··· PROVIDED DATA ···

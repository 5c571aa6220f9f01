//! Durable key-value storage backing the favorites list.

use anyhow::{Context, Result};
use std::{
    collections::{BTreeMap, HashMap},
    fmt::Debug,
    fs,
    io::Write,
    path::{Path, PathBuf},
};
use tempfile::NamedTempFile;

/// Synchronous string-to-string store. Writes must be durable by the time `set` returns.
pub trait KeyValueStore: Send + Debug {
    fn get(&self, key: &str) -> Result<Option<String>>;
    fn set(&mut self, key: &str, value: &str) -> Result<()>;
}

/// All keys kept in a single JSON object file, rewritten in full on every `set`.
#[derive(Debug, Clone)]
pub struct JsonFileStore {
    path: PathBuf,
}

impl JsonFileStore {
    pub fn new(path: impl Into<PathBuf>) -> Self {
        Self { path: path.into() }
    }

    pub fn path(&self) -> &Path {
        &self.path
    }

    fn read_all(&self) -> Result<BTreeMap<String, String>> {
        if !self.path.exists() {
            return Ok(BTreeMap::new());
        }

        let contents = fs::read(&self.path)
            .with_context(|| format!("Failed to read storage file: {}", self.path.display()))?;

        match serde_json::from_slice(&contents) {
            Ok(entries) => Ok(entries),
            Err(err) => {
                // Covers non-UTF-8 bytes too; the next write replaces the file.
                tracing::warn!(path = %self.path.display(), error = %err, "storage file is corrupt, ignoring it");
                Ok(BTreeMap::new())
            }
        }
    }
}

impl KeyValueStore for JsonFileStore {
    fn get(&self, key: &str) -> Result<Option<String>> {
        Ok(self.read_all()?.remove(key))
    }

    fn set(&mut self, key: &str, value: &str) -> Result<()> {
        let mut entries = self.read_all()?;
        entries.insert(key.to_string(), value.to_string());

        let dir = self
            .path
            .parent()
            .filter(|p| !p.as_os_str().is_empty())
            .unwrap_or_else(|| Path::new("."));
        fs::create_dir_all(dir)
            .with_context(|| format!("Failed to create storage directory: {}", dir.display()))?;

        let json = serde_json::to_string_pretty(&entries)
            .context("Failed to serialize storage entries")?;

        // Write a sibling file and rename it over the old one, so a crash mid-write
        // leaves either the previous contents or the new ones.
        let mut tmp = NamedTempFile::new_in(dir)
            .with_context(|| format!("Failed to create temp file in {}", dir.display()))?;
        tmp.write_all(json.as_bytes())
            .and_then(|()| tmp.as_file().sync_all())
            .context("Failed to write storage temp file")?;
        tmp.persist(&self.path)
            .map_err(|e| e.error)
            .with_context(|| format!("Failed to write storage file: {}", self.path.display()))?;

        tracing::debug!(key, path = %self.path.display(), "persisted storage entry");
        Ok(())
    }
}

/// Non-durable store for tests and throwaway sessions.
#[derive(Debug, Clone, Default)]
pub struct MemoryStore {
    entries: HashMap<String, String>,
}

impl MemoryStore {
    pub fn new() -> Self {
        Self::default()
    }

    pub fn with_entry(key: &str, value: &str) -> Self {
        let mut store = Self::new();
        store.entries.insert(key.to_string(), value.to_string());
        store
    }
}

impl KeyValueStore for MemoryStore {
    fn get(&self, key: &str) -> Result<Option<String>> {
        Ok(self.entries.get(key).cloned())
    }

    fn set(&mut self, key: &str, value: &str) -> Result<()> {
        self.entries.insert(key.to_string(), value.to_string());
        Ok(())
    }
}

···

◆ **REQUIRED WORK**: Using the entries above, give back exactly the line containing "let dir = self", the line containing "to serialize storage", and every line between them, and nothing else.

◆ **SOLUTION TO THE PROBLEM**:
        let dir = self
            .path
            .parent()
            .filter(|p| !p.as_os_str().is_empty())
            .unwrap_or_else(|| Path::new("."));
        fs::create_dir_all(dir)
            .with_context(|| format!("Failed to create storage directory: {}", dir.display()))?;

        let json = serde_json::to_string_pretty(&entries)
            .context("Failed to serialize storage entries")?;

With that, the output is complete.